El alma que acaba de terminar su purgación es la de Estacio, que, mientras se da a conocer y cuenta su vida, habla de la admiración que sintió por el poema de Virgilio, a quien tanto debe y sin el cual su propia obra no hubiera sido posible. Virgilio, que está presente aunque no ha sido reconocido por Estacio, se avergüenza de estas alabanzas y hace señas a Dante para que no lo descubra. Pero Dante, el tercer gran poeta en la conversación, discípulo de uno y otro, no puede disimular que una sonrisa haya aparecido en sus labios. Es un pasaje en el que van juntos poesía, sabiduría y modestia; conocimiento y admiración por el mundo clásico, confesión de fuentes. Y, sobre todo, conversación, civile conversazione entre Dante y sus modelos.

Mientras van subiendo, Estacio explica a Virgilio que su pecado no fue la avaricia, sino su contrario: la excesiva prodigalidad, que se purga en el mismo lugar y de la que se arrepintió leyendo precisamente en la Eneida la invectiva de Virgilio contra la avaricia:

Quid non mortalia pectora cogis,

Auri sacra fames?

También la conversión de Estacio a la verdadera fe se debe a Virgilio. Según una tradición cristiana, los versos de la Bucólica IV en los que Virgilio celebra la nueva Edad de Oro bajo el reinado de Augusto, eran nada menos que la profecía del nacimiento de Jesucristo y la llegada de la nueva Fe:

Magnus ab integro saeclorum nascitur orlo.

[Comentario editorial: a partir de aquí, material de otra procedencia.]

use std::error::Error;

use tokio_postgres::types::{IsNull, ToSql, Type, to_sql_checked};
use tokio_util::bytes;

use crate::types::SqlValue;

/// View a parameter slice the way `tokio_postgres` wants it.
pub(crate) fn as_refs(params: &[SqlValue]) -> Vec<&(dyn ToSql + Sync)> {
    params.iter().map(|p| p as &(dyn ToSql + Sync)).collect()
}

impl ToSql for SqlValue {
    fn to_sql(
        &self,
        ty: &Type,
        out: &mut bytes::BytesMut,
    ) -> Result<IsNull, Box<dyn Error + Sync + Send>> {
        match self {
            SqlValue::Int(i) => (*i).to_sql(ty, out),
            SqlValue::Float(f) => (*f).to_sql(ty, out),
            SqlValue::Text(s) => s.to_sql(ty, out),
            SqlValue::Bool(b) => (*b).to_sql(ty, out),
            SqlValue::Timestamp(dt) => dt.to_sql(ty, out),
            SqlValue::Null => Ok(IsNull::Yes),
            SqlValue::Json(value) => value.to_sql(ty, out),
            SqlValue::Blob(bytes) => bytes.to_sql(ty, out),
        }
    }

    fn accepts(ty: &Type) -> bool {
        matches!(
            *ty,
            Type::INT2
                | Type::INT4
                | Type::INT8
                | Type::FLOAT4
                | Type::FLOAT8
                | Type::TEXT
                | Type::VARCHAR
                | Type::CHAR
                | Type::NAME
                | Type::BOOL
                | Type::TIMESTAMP
                | Type::TIMESTAMPTZ
                | Type::DATE
                | Type::JSON
                | Type::JSONB
                | Type::BYTEA
        )
    }

    to_sql_checked!();
}
//! Convenient imports for common functionality.

pub use crate::changeset::{
    BuiltStatement, Changeset, FieldValue, SplitChangeset, build_insert, build_update,
};
pub use crate::config::BackendConfig;
pub use crate::connection::{DatabaseExecutor, DbConnection};
pub use crate::error::{DbError, DriverError};
pub use crate::ledger::SqlDiff;
pub use crate::registry::ConnectionRegistry;
pub use crate::row::{Columns, FromRow, Row, fetch_by_id, index_rows_by_key, scan_by_key};
pub use crate::translation::{PlaceholderStyle, translate_placeholders};
pub use crate::types::{BackendKind, RowKey, SqlValue};
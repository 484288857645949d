use std::collections::HashMap;
use std::sync::Arc;

use tracing::debug;

use crate::connection::DatabaseExecutor;
use crate::error::DbError;
use crate::types::{RowKey, SqlValue};

/// Column names of one result set, shared by every row in it.
///
/// Lookup by name goes through a prebuilt index so repeated access does not
/// re-scan the name list.
#[derive(Debug, Clone, Default, PartialEq)]
pub struct Columns {
    names: Vec<String>,
    index: HashMap<String, usize>,
}

impl Columns {
    #[must_use]
    pub fn new(names: Vec<String>) -> Self {
        let index = names
            .iter()
            .enumerate()
            .map(|(i, name)| (name.clone(), i))
            .collect();
        Self { names, index }
    }

    #[must_use]
    pub fn names(&self) -> &[String] {
        &self.names
    }

    #[must_use]
    pub fn position(&self, name: &str) -> Option<usize> {
        self.index.get(name).copied()
    }

    #[must_use]
    pub fn len(&self) -> usize {
        self.names.len()
    }

    #[must_use]
    pub fn is_empty(&self) -> bool {
        self.names.is_empty()
    }
}

/// A single result row: shared column metadata plus this row's values.
#[derive(Debug, Clone, PartialEq)]
pub struct Row {
    columns: Arc<Columns>,
    values: Vec<SqlValue>,
}

impl Row {
    #[must_use]
    pub fn new(columns: Arc<Columns>, values: Vec<SqlValue>) -> Self {
        Self { columns, values }
    }

    /// Build a standalone row from `(column, value)` pairs. Mostly useful in
    /// tests and when synthesizing rows outside a query result.
    pub fn from_pairs(pairs: impl IntoIterator<Item = (String, SqlValue)>) -> Self {
        let (names, values): (Vec<_>, Vec<_>) = pairs.into_iter().unzip();
        Self {
            columns: Arc::new(Columns::new(names)),
            values,
        }
    }

    #[must_use]
    pub fn columns(&self) -> &[String] {
        self.columns.names()
    }

    /// Value of `column`, or `None` when the result set has no such column.
    #[must_use]
    pub fn get(&self, column: &str) -> Option<&SqlValue> {
        self.columns
            .position(column)
            .and_then(|idx| self.values.get(idx))
    }

    #[must_use]
    pub fn get_by_index(&self, index: usize) -> Option<&SqlValue> {
        self.values.get(index)
    }

    /// Like [`Row::get`] but missing columns become a [`DbError::Execution`],
    /// for mapping code that treats absence as malformed data.
    pub fn try_get(&self, column: &str) -> Result<&SqlValue, DbError> {
        self.get(column)
            .ok_or_else(|| DbError::Execution(format!("row has no column named {column}")))
    }

    #[must_use]
    pub fn values(&self) -> &[SqlValue] {
        &self.values
    }

    #[must_use]
    pub fn into_values(self) -> Vec<SqlValue> {
        self.values
    }

    #[must_use]
    pub fn len(&self) -> usize {
        self.values.len()
    }

    #[must_use]
    pub fn is_empty(&self) -> bool {
        self.values.is_empty()
    }
}

/// Mapping from a generic [`Row`] to a typed value.
pub trait FromRow: Sized {
    /// # Errors
    ///
    /// Returns [`DbError::Execution`] when an expected column is missing or
    /// holds a value of the wrong type.
    fn from_row(row: &Row) -> Result<Self, DbError>;
}

impl FromRow for Row {
    fn from_row(row: &Row) -> Result<Self, DbError> {
        Ok(row.clone())
    }
}

/// Fetch at most one row from `table` where `id_column` equals `id`.
///
/// `table` and `id_column` are interpolated as identifiers and must come
/// from code, never from user input.
///
/// # Errors
///
/// Propagates query failures; [`DbError::MultipleRows`] when the id matches
/// more than one row.
pub async fn fetch_by_id<E, T>(
    db: &mut E,
    table: &str,
    id_column: &str,
    id: SqlValue,
) -> Result<Option<T>, DbError>
where
    E: DatabaseExecutor + Send,
    T: FromRow + Send,
{
    let sql = format!("SELECT * FROM {table} WHERE {id_column} = ?");
    db.get_as::<T>(&sql, &[id]).await
}

/// Fetch every row from `table` where `column` equals `value`.
///
/// Identifier arguments are trusted; see [`fetch_by_id`].
///
/// # Errors
///
/// Propagates query failures.
pub async fn scan_by_key<E, T>(
    db: &mut E,
    table: &str,
    column: &str,
    value: SqlValue,
) -> Result<Vec<T>, DbError>
where
    E: DatabaseExecutor + Send,
    T: FromRow + Send,
{
    let sql = format!("SELECT * FROM {table} WHERE {column} = ?");
    db.query_as::<T>(&sql, &[value]).await
}

/// Index `rows` by the value of `key`.
///
/// Rows missing the column, or holding a value with no stable key form
/// (floats, JSON), are dropped. When several rows share a key the last one
/// wins, matching the input order.
#[must_use]
pub fn index_rows_by_key(rows: Vec<Row>, key: &str) -> HashMap<RowKey, Row> {
    let mut indexed = HashMap::with_capacity(rows.len());
    for row in rows {
        match row.get(key).and_then(SqlValue::as_key) {
            Some(key_value) => {
                indexed.insert(key_value, row);
            }
            None => {
                debug!(column = key, "dropping row without an indexable key");
            }
        }
    }
    indexed
}

#[cfg(test)]
mod tests {
    use super::*;

    fn sample_row() -> Row {
        Row::from_pairs([
            ("id".to_string(), SqlValue::Int(7)),
            ("name".to_string(), SqlValue::Text("alpha".into())),
            ("score".to_string(), SqlValue::Float(2.5)),
        ])
    }

    #[test]
    fn lookup_by_name_and_index_agree() {
        let row = sample_row();
        assert_eq!(row.get("id"), Some(&SqlValue::Int(7)));
        assert_eq!(row.get_by_index(1), row.get("name"));
        assert_eq!(row.get("missing"), None);
        assert_eq!(row.columns(), &["id", "name", "score"]);
    }

    #[test]
    fn try_get_reports_missing_columns() {
        let row = sample_row();
        assert!(row.try_get("name").is_ok());
        let err = row.try_get("absent").unwrap_err();
        assert!(matches!(err, DbError::Execution(_)));
        assert!(err.to_string().contains("absent"));
    }

    #[test]
    fn columns_are_shared_across_rows() {
        let columns = Arc::new(Columns::new(vec!["a".into(), "b".into()]));
        let first = Row::new(Arc::clone(&columns), vec![SqlValue::Int(1), SqlValue::Int(2)]);
        let second = Row::new(Arc::clone(&columns), vec![SqlValue::Int(3), SqlValue::Null]);
        assert_eq!(first.get("b"), Some(&SqlValue::Int(2)));
        assert!(second.get("b").is_some_and(SqlValue::is_null));
    }

    #[test]
    fn indexing_keeps_last_row_per_key_and_drops_unkeyable() {
        let rows = vec![
            Row::from_pairs([
                ("id".to_string(), SqlValue::Int(1)),
                ("name".to_string(), SqlValue::Text("first".into())),
            ]),
            Row::from_pairs([
                ("id".to_string(), SqlValue::Int(1)),
                ("name".to_string(), SqlValue::Text("second".into())),
            ]),
            Row::from_pairs([
                ("id".to_string(), SqlValue::Float(1.5)),
                ("name".to_string(), SqlValue::Text("unkeyable".into())),
            ]),
            Row::from_pairs([("name".to_string(), SqlValue::Text("keyless".into()))]),
        ];
        let indexed = index_rows_by_key(rows, "id");
        assert_eq!(indexed.len(), 1);
        assert_eq!(
            indexed[&RowKey::Int(1)].get("name"),
            Some(&SqlValue::Text("second".into()))
        );
    }

    #[tokio::test]
    async fn fetch_helpers_shape_the_statement() {
        use crate::test_support::FakeDb;

        let mut db = FakeDb::default();
        db.push_rows(vec![sample_row()]);
        let found: Option<Row> = fetch_by_id(&mut db, "widgets", "id", SqlValue::Int(7))
            .await
            .unwrap();
        assert!(found.is_some());

        let _: Vec<Row> = scan_by_key(&mut db, "widgets", "name", SqlValue::Text("alpha".into()))
            .await
            .unwrap();

        assert_eq!(db.calls[0].sql, "SELECT * FROM widgets WHERE id = ?");
        assert_eq!(db.calls[0].params, vec![SqlValue::Int(7)]);
        assert_eq!(db.calls[1].sql, "SELECT * FROM widgets WHERE name = ?");
    }
}
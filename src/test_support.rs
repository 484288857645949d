//! In-memory [`DatabaseExecutor`] double for unit tests: records every
//! statement and plays back scripted results.

use std::collections::VecDeque;

use async_trait::async_trait;

use crate::connection::DatabaseExecutor;
use crate::error::DbError;
use crate::row::Row;
use crate::types::{BackendKind, SqlValue};

#[derive(Debug, Clone, PartialEq)]
pub(crate) struct FakeCall {
    pub op: &'static str,
    pub sql: String,
    pub params: Vec<SqlValue>,
}

pub(crate) struct FakeDb {
    pub kind: BackendKind,
    pub calls: Vec<FakeCall>,
    query_results: VecDeque<Vec<Row>>,
    insert_ids: VecDeque<i64>,
    affected: VecDeque<u64>,
}

impl FakeDb {
    pub fn new(kind: BackendKind) -> Self {
        Self {
            kind,
            calls: Vec::new(),
            query_results: VecDeque::new(),
            insert_ids: VecDeque::new(),
            affected: VecDeque::new(),
        }
    }

    /// Queue the rows the next `query` call returns.
    pub fn push_rows(&mut self, rows: Vec<Row>) {
        self.query_results.push_back(rows);
    }

    /// Queue the id the next `execute_insert` call returns.
    pub fn push_insert_id(&mut self, id: i64) {
        self.insert_ids.push_back(id);
    }

    /// Queue the row count the next `execute` call returns.
    pub fn push_affected(&mut self, affected: u64) {
        self.affected.push_back(affected);
    }

    fn record(&mut self, op: &'static str, sql: &str, params: &[SqlValue]) {
        self.calls.push(FakeCall {
            op,
            sql: sql.to_string(),
            params: params.to_vec(),
        });
    }
}

impl Default for FakeDb {
    fn default() -> Self {
        #[cfg(feature = "postgres")]
        let kind = BackendKind::Postgres;
        #[cfg(all(feature = "mysql", not(feature = "postgres")))]
        let kind = BackendKind::Mysql;
        Self::new(kind)
    }
}

#[async_trait]
impl DatabaseExecutor for FakeDb {
    fn backend_kind(&self) -> BackendKind {
        self.kind
    }

    async fn query(&mut self, sql: &str, params: &[SqlValue]) -> Result<Vec<Row>, DbError> {
        self.record("query", sql, params);
        Ok(self.query_results.pop_front().unwrap_or_default())
    }

    async fn execute(&mut self, sql: &str, params: &[SqlValue]) -> Result<u64, DbError> {
        self.record("execute", sql, params);
        Ok(self.affected.pop_front().unwrap_or(0))
    }

    async fn execute_insert(&mut self, sql: &str, params: &[SqlValue]) -> Result<i64, DbError> {
        self.record("execute_insert", sql, params);
        Ok(self.insert_ids.pop_front().unwrap_or(1))
    }

    async fn execute_many(
        &mut self,
        sql: &str,
        param_sets: &[Vec<SqlValue>],
    ) -> Result<u64, DbError> {
        for set in param_sets {
            self.record("execute_many", sql, set);
        }
        Ok(param_sets.len() as u64)
    }

    async fn execute_batch(&mut self, script: &str) -> Result<(), DbError> {
        self.record("execute_batch", script, &[]);
        Ok(())
    }
}
use std::collections::HashMap;
use std::collections::hash_map::Entry;

use tracing::debug;

use crate::config::BackendConfig;
use crate::connection::DbConnection;
use crate::error::DbError;

/// Per-context cache of [`DbConnection`]s, keyed by schema name.
///
/// Each execution context (request handler, worker task) owns its own
/// registry, so no connection is ever shared between contexts and no
/// locking is involved. Dropping the registry closes every cached
/// connection.
///
/// ```rust,no_run
/// use sql_broker::prelude::*;
///
/// # async fn demo(config: BackendConfig) -> Result<(), DbError> {
/// let mut registry = ConnectionRegistry::new();
/// registry.register(config);
/// let db = registry.connection(None).await?;
/// let rows = db.query("SELECT * FROM widgets WHERE quantity > ?", &[SqlValue::Int(0)]).await?;
/// # let _ = rows;
/// # Ok(())
/// # }
/// ```
#[derive(Default)]
pub struct ConnectionRegistry {
    configs: HashMap<String, BackendConfig>,
    live: HashMap<String, DbConnection>,
}

impl ConnectionRegistry {
    #[must_use]
    pub fn new() -> Self {
        Self::default()
    }

    /// Registry preloaded with `configs`.
    pub fn with_configs(configs: impl IntoIterator<Item = BackendConfig>) -> Self {
        let mut registry = Self::new();
        for config in configs {
            registry.register(config);
        }
        registry
    }

    /// Register (or replace) the configuration for a schema. Replacing a
    /// schema drops its cached connection so the new settings take effect
    /// on next use.
    pub fn register(&mut self, config: BackendConfig) {
        let schema = config.schema.clone();
        if self.live.remove(&schema).is_some() {
            debug!(schema = %schema, "dropped cached connection for re-registered schema");
        }
        self.configs.insert(schema, config);
    }

    /// Names of every registered schema, in no particular order.
    pub fn schemas(&self) -> impl Iterator<Item = &str> {
        self.configs.keys().map(String::as_str)
    }

    /// Whether a cached connection currently exists for `schema`.
    #[must_use]
    pub fn is_cached(&self, schema: &str) -> bool {
        self.live.contains_key(schema)
    }

    /// The cached connection for `schema`, dialing and caching one on first
    /// use. Passing `None` is allowed only while exactly one schema is
    /// registered.
    ///
    /// A returned connection may still be disconnected under the covers
    /// (the dial is retried per statement); this call only fails on
    /// resolution problems.
    ///
    /// # Errors
    ///
    /// [`DbError::AmbiguousSchema`] when `schema` is `None` and the
    /// registry holds anything other than exactly one config;
    /// [`DbError::Config`] when the named schema is not registered.
    pub async fn connection(&mut self, schema: Option<&str>) -> Result<&mut DbConnection, DbError> {
        let schema = self.resolve(schema)?;
        match self.live.entry(schema) {
            Entry::Occupied(entry) => Ok(entry.into_mut()),
            Entry::Vacant(slot) => {
                let config = self
                    .configs
                    .get(slot.key())
                    .cloned()
                    .ok_or_else(|| config_missing(slot.key()))?;
                debug!(schema = %slot.key(), "dialing and caching new connection");
                let conn = DbConnection::connect(config).await;
                Ok(slot.insert(conn))
            }
        }
    }

    /// A new connection that bypasses and never enters the cache. The
    /// caller owns it outright; dropping it closes it.
    ///
    /// # Errors
    ///
    /// Same resolution errors as [`ConnectionRegistry::connection`].
    pub async fn fresh_connection(&self, schema: Option<&str>) -> Result<DbConnection, DbError> {
        let schema = self.resolve(schema)?;
        let config = self
            .configs
            .get(&schema)
            .cloned()
            .ok_or_else(|| config_missing(&schema))?;
        debug!(schema = %schema, "dialing uncached connection");
        Ok(DbConnection::connect(config).await)
    }

    /// Drop the cached connection for `schema`, if any. The config stays
    /// registered; the next [`ConnectionRegistry::connection`] call redials.
    pub fn close(&mut self, schema: &str) -> bool {
        let closed = self.live.remove(schema).is_some();
        if closed {
            debug!(schema = %schema, "closed cached connection");
        }
        closed
    }

    /// Drop every cached connection. Configs stay registered.
    pub fn close_all(&mut self) {
        if !self.live.is_empty() {
            debug!(count = self.live.len(), "closing all cached connections");
            self.live.clear();
        }
    }

    fn resolve(&self, schema: Option<&str>) -> Result<String, DbError> {
        match schema {
            Some(name) => {
                if self.configs.contains_key(name) {
                    Ok(name.to_string())
                } else {
                    Err(config_missing(name))
                }
            }
            None => {
                let mut names = self.configs.keys();
                match (names.next(), names.next()) {
                    (Some(only), None) => Ok(only.clone()),
                    _ => Err(DbError::AmbiguousSchema(self.configs.len())),
                }
            }
        }
    }
}

fn config_missing(schema: &str) -> DbError {
    DbError::Config(format!("no configuration registered for schema {schema}"))
}

#[cfg(all(test, feature = "postgres"))]
mod tests {
    use super::*;
    use crate::types::BackendKind;

    // Nothing listens on port 1, so dials fail fast and tests stay local.
    fn config_for(schema: &str) -> BackendConfig {
        BackendConfig::new(BackendKind::Postgres, "127.0.0.1", schema).with_port(1)
    }

    #[tokio::test]
    async fn default_schema_resolves_when_unambiguous() {
        let mut registry = ConnectionRegistry::with_configs([config_for("alpha")]);
        let conn = registry.connection(None).await.unwrap();
        assert_eq!(conn.schema(), "alpha");
    }

    #[tokio::test]
    async fn default_schema_refused_with_two_registered() {
        let mut registry =
            ConnectionRegistry::with_configs([config_for("alpha"), config_for("beta")]);
        let err = registry.connection(None).await.unwrap_err();
        assert!(matches!(err, DbError::AmbiguousSchema(2)));
    }

    #[tokio::test]
    async fn default_schema_refused_when_empty() {
        let mut registry = ConnectionRegistry::new();
        let err = registry.connection(None).await.unwrap_err();
        assert!(matches!(err, DbError::AmbiguousSchema(0)));
    }

    #[tokio::test]
    async fn unknown_schema_is_a_config_error() {
        let mut registry = ConnectionRegistry::with_configs([config_for("alpha")]);
        let err = registry.connection(Some("zeta")).await.unwrap_err();
        assert!(matches!(err, DbError::Config(_)));
        assert!(err.to_string().contains("zeta"));
    }

    #[tokio::test]
    async fn connections_are_cached_per_schema() {
        let mut registry = ConnectionRegistry::with_configs([config_for("alpha")]);
        let first = std::ptr::from_ref(registry.connection(Some("alpha")).await.unwrap()).addr();
        let second = std::ptr::from_ref(registry.connection(Some("alpha")).await.unwrap()).addr();
        assert_eq!(first, second);
        assert!(registry.is_cached("alpha"));
    }

    #[tokio::test]
    async fn registries_do_not_share_connections() {
        let mut first_registry = ConnectionRegistry::with_configs([config_for("alpha")]);
        let mut second_registry = ConnectionRegistry::with_configs([config_for("alpha")]);
        let first = std::ptr::from_ref(first_registry.connection(None).await.unwrap()).addr();
        let second = std::ptr::from_ref(second_registry.connection(None).await.unwrap()).addr();
        assert_ne!(first, second);
    }

    #[tokio::test]
    async fn fresh_connections_bypass_the_cache() {
        let registry = ConnectionRegistry::with_configs([config_for("alpha")]);
        let conn = registry.fresh_connection(None).await.unwrap();
        assert_eq!(conn.schema(), "alpha");
        assert!(!registry.is_cached("alpha"));
    }

    #[tokio::test]
    async fn close_drops_only_the_cached_connection() {
        let mut registry = ConnectionRegistry::with_configs([config_for("alpha")]);
        registry.connection(None).await.unwrap();
        assert!(registry.close("alpha"));
        assert!(!registry.is_cached("alpha"));
        assert!(!registry.close("alpha"));
        // Config survives; the schema can be dialed again.
        assert!(registry.connection(None).await.is_ok());
    }

    #[tokio::test]
    async fn re_registering_drops_the_cached_connection() {
        let mut registry = ConnectionRegistry::with_configs([config_for("alpha")]);
        registry.connection(None).await.unwrap();
        registry.register(config_for("alpha").with_port(2));
        assert!(!registry.is_cached("alpha"));
    }
}
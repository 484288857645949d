//! Async access layer for `PostgreSQL` and `MySQL` with per-context
//! connection caching.
//!
//! The pieces fit together like this: a [`ConnectionRegistry`] owns one
//! lazily-dialed [`DbConnection`] per schema for a single execution
//! context; statements run through the [`DatabaseExecutor`] trait with
//! portable `?` placeholders and [`SqlValue`] parameters; results come back
//! as generic [`Row`]s or mapped types via [`FromRow`]. On top of that sit
//! the [`changeset`] statement generators and the [`ledger`]
//! schema-migration table.
//!
//! ```rust,no_run
//! use sql_broker::prelude::*;
//!
//! # async fn demo() -> Result<(), DbError> {
//! let config = BackendConfig::new(BackendKind::Postgres, "localhost", "app")
//!     .with_credentials("app", "secret");
//! let mut registry = ConnectionRegistry::with_configs([config]);
//!
//! let db = registry.connection(None).await?;
//! let row = db
//!     .get("SELECT * FROM widgets WHERE widget_id = ?", &[SqlValue::Int(1)])
//!     .await?;
//! # let _ = row;
//! # Ok(())
//! # }
//! ```

#[cfg(not(any(feature = "postgres", feature = "mysql")))]
compile_error!("at least one backend feature (`postgres` or `mysql`) must be enabled");

pub mod changeset;
pub mod config;
pub mod connection;
pub mod error;
pub mod ledger;
pub mod prelude;
pub mod registry;
pub mod row;
pub mod translation;
pub mod types;

#[cfg(feature = "mysql")]
mod mysql;
#[cfg(feature = "postgres")]
mod postgres;

#[cfg(feature = "test-utils-postgres")]
pub mod test_utils;

#[cfg(test)]
mod test_support;

pub use changeset::{BuiltStatement, Changeset, FieldValue, build_insert, build_update};
pub use config::BackendConfig;
pub use connection::{DatabaseExecutor, DbConnection};
pub use error::{DbError, DriverError};
pub use ledger::SqlDiff;
pub use registry::ConnectionRegistry;
pub use row::{Columns, FromRow, Row, fetch_by_id, index_rows_by_key, scan_by_key};
pub use types::{BackendKind, RowKey, SqlValue};
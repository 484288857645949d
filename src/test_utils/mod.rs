//! Helpers for tests and demos that need a real backend.

use std::sync::LazyLock;
use tokio::runtime::Runtime;

/// One tokio runtime backing every blocking helper, so repeated setup calls
/// from the same test binary reuse it.
pub(crate) static SHARED_RUNTIME: LazyLock<Runtime> =
    LazyLock::new(|| Runtime::new().expect("failed to start tokio runtime"));

/// Embedded `PostgreSQL` provisioning
pub mod postgres;

pub use postgres::{PostgresFixture, shutdown_embedded_postgres, start_embedded_postgres};
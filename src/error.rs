use thiserror::Error;

/// Error surfaced by one of the underlying drivers, preserved verbatim so
/// callers can still reach SQLSTATE codes and server messages.
#[derive(Debug, Error)]
pub enum DriverError {
    #[cfg(feature = "postgres")]
    #[error(transparent)]
    Postgres(#[from] tokio_postgres::Error),

    #[cfg(feature = "mysql")]
    #[error(transparent)]
    Mysql(#[from] mysql_async::Error),
}

/// Unified error type for every operation in this crate.
///
/// Driver failures are split into two buckets: [`DbError::Connectivity`] for
/// transport-level trouble (the cached handle is dropped and the next call
/// redials), and [`DbError::Statement`] for errors the server reported about
/// the statement itself (the connection stays cached).
#[derive(Debug, Error)]
pub enum DbError {
    #[error("connectivity failure: {0}")]
    Connectivity(#[source] DriverError),

    #[error("statement failed: {0}")]
    Statement(#[source] DriverError),

    #[error("query returned more than one row: {0}")]
    MultipleRows(String),

    #[error("schema must be specified: {0} schemas registered")]
    AmbiguousSchema(usize),

    #[error("configuration error: {0}")]
    Config(String),

    #[error("execution error: {0}")]
    Execution(String),
}

impl DbError {
    /// True when the failure indicates the backend is unreachable or the
    /// connection is no longer usable.
    #[must_use]
    pub fn is_connectivity(&self) -> bool {
        matches!(self, DbError::Connectivity(_))
    }
}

Iam redit Virgo, redeunt Saturnia regna.

Iam nova progenies coelo demittitur alto (Buc., IV, 5-7).

Y en Dante:

... Secol si rinova;

torna giustizia e primo tempo umano,

e progenie scende da ciel nova.

El Canto XXII es una nueva prueba de la inmensa importancia que Dante atribuye, en una dimensión que podemos llamar prehumanista, a la cultura clásica en general y a la poesía en particular. Los beneficios de la Redención no alcanzaron a los paganos, pero la belleza de su poesía, la justicia de sus doctrinas y el virtuoso ejemplo de sus obras pertenecen al más alto nivel alcanzado por la mente humana. Los paganos anduvieron, como aquí se nos dice de Virgilio,

como quei che va di notte,

che porta il lume dietro e sé non giova,

ma dopo sé fa le persone dotte12 (Purg., XXII, 67-69).

La deuda de Estacio a Virgilio es, por eso, doble: «per te poeta fui, per te cristiano». El problema-misterio de la exclusión de los beneficios de la Redención de los hombres justos que vivieron antes de Cristo ha sido tocado ya en el canto de Ulises y en la imagen del Noble Castillo del Limbo, y se completa aquí con la conversación de los dos poetas latinos en la que se dan noticias de los grandes autores y filósofos de la antigüedad y de personajes míticos que fueron símbolo y ejemplo de justicia y de rectitud (Terencio, Cecilio, Plauto; Eurípides, Anacreonte, Simónides; Antígona, Deifila, Deidamia, etc.).

Un árbol invertido del que sale una voz que prohíbe tocar sus frutos y una fuente de la que mana un agua cristalina nos anuncian que entramos en la cornisa donde se purgan los pecados de la gula (Cantos XX, XXI y XXII).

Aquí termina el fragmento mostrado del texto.